→ TASK STATEMENT
Look through the entries below and report every line that has "contains".

→ SOURCE MATERIAL
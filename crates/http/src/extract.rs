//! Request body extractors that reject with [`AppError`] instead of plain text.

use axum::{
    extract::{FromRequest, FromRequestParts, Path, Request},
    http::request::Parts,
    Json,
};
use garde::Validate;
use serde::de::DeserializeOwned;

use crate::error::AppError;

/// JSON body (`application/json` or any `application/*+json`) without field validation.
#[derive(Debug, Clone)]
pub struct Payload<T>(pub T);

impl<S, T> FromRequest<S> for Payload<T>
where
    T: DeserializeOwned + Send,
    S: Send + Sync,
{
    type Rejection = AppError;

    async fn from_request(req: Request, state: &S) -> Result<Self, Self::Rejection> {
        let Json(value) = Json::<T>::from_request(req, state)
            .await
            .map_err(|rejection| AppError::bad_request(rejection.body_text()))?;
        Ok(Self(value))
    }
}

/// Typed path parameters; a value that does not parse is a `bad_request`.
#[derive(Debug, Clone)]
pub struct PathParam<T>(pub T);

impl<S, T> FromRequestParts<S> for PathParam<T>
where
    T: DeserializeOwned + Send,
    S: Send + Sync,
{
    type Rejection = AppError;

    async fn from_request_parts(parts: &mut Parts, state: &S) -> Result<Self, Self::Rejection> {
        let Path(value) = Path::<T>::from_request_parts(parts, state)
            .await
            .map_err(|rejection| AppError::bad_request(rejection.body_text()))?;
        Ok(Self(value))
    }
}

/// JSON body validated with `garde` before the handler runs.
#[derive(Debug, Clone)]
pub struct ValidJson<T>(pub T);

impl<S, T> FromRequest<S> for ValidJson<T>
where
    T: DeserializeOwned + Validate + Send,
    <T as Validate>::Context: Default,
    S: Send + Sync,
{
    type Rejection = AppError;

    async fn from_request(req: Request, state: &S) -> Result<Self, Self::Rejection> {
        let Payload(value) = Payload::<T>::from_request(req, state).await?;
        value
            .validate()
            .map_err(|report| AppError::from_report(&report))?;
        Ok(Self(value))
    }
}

==

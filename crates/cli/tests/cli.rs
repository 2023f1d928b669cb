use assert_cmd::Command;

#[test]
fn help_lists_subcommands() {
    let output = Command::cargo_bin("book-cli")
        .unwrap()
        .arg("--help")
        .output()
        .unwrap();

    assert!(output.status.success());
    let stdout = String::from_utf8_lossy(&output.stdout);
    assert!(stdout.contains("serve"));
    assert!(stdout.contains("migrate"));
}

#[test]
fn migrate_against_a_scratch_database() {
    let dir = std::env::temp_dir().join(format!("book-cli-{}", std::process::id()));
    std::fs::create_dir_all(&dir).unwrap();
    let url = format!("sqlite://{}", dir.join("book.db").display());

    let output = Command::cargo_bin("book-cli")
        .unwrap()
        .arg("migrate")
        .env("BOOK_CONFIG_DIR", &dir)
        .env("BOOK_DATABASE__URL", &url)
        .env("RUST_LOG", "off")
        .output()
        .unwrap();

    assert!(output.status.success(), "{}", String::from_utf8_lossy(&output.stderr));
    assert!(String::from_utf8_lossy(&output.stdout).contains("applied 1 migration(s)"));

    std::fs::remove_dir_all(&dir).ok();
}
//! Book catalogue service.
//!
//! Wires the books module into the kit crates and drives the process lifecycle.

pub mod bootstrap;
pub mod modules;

→ RESPONSE
    assert!(stdout.contains("serve"));
    assert!(stdout.contains("migrate"));
    assert!(String::from_utf8_lossy(&output.stdout).contains("applied 1 migration(s)"));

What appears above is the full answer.